_What you are asked to do:_ Each record must be repeated exactly. None may be dropped.

_Excerpted records:_
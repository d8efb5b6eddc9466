// User input handling module

use anyhow::Result;
use colored::*;
use rustyline::error::ReadlineError;
use rustyline::{CompletionType, Config as RustylineConfig, EditMode, Editor};

// Read one line of user input with history support
pub fn read_user_input() -> Result<String> {
	// Configure rustyline
	let config = RustylineConfig::builder()
		.completion_type(CompletionType::List)
		.edit_mode(EditMode::Emacs)
		.auto_add_history(true) // Automatically add lines to history
		.bell_style(rustyline::config::BellStyle::None) // No bell
		.build();

	let mut editor: Editor<(), rustyline::history::DefaultHistory> =
		Editor::with_config(config)?;

	let prompt = "> ".bright_blue().to_string();

	match editor.readline(&prompt) {
		Ok(line) => {
			let _ = editor.add_history_entry(line.clone());
			Ok(line)
		}
		Err(ReadlineError::Interrupted) => {
			// Ctrl+C clears the current line
			println!("\nCancelled");
			Ok(String::new())
		}
		Err(ReadlineError::Eof) => {
			// Ctrl+D
			println!("\nExiting session.");
			Ok("/exit".to_string())
		}
		Err(err) => {
			println!("Error: {:?}", err);
			Ok(String::new())
		}
	}
}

_Finished exercise:_
repository d8efb5b6eddc9466
// User input handling module

use anyhow::Result;
use colored::*;
use rustyline::error::ReadlineError;
use rustyline::{CompletionType, Config as RustylineConfig, EditMode, Editor};

// Read one line of user input with history support
pub fn read_user_input() -> Result<String> {
	// Configure rustyline
	let config = RustylineConfig::builder()
		.completion_type(CompletionType::List)
		.edit_mode(EditMode::Emacs)
		.auto_add_history(true) // Automatically add lines to history
		.bell_style(rustyline::config::BellStyle::None) // No bell
		.build();

	let mut editor: Editor<(), rustyline::history::DefaultHistory> =
		Editor::with_config(config)?;

	let prompt = "> ".bright_blue().to_string();

	match editor.readline(&prompt) {
		Ok(line) => {
			let _ = editor.add_history_entry(line.clone());
			Ok(line)
		}
		Err(ReadlineError::Interrupted) => {
			// Ctrl+C clears the current line
			println!("\nCancelled");
			Ok(String::new())
		}
		Err(ReadlineError::Eof) => {
			// Ctrl+D
			println!("\nExiting session.");
			Ok("/exit".to_string())
		}
		Err(err) => {
			println!("Error: {:?}", err);
			Ok(String::new())
		}
	}
}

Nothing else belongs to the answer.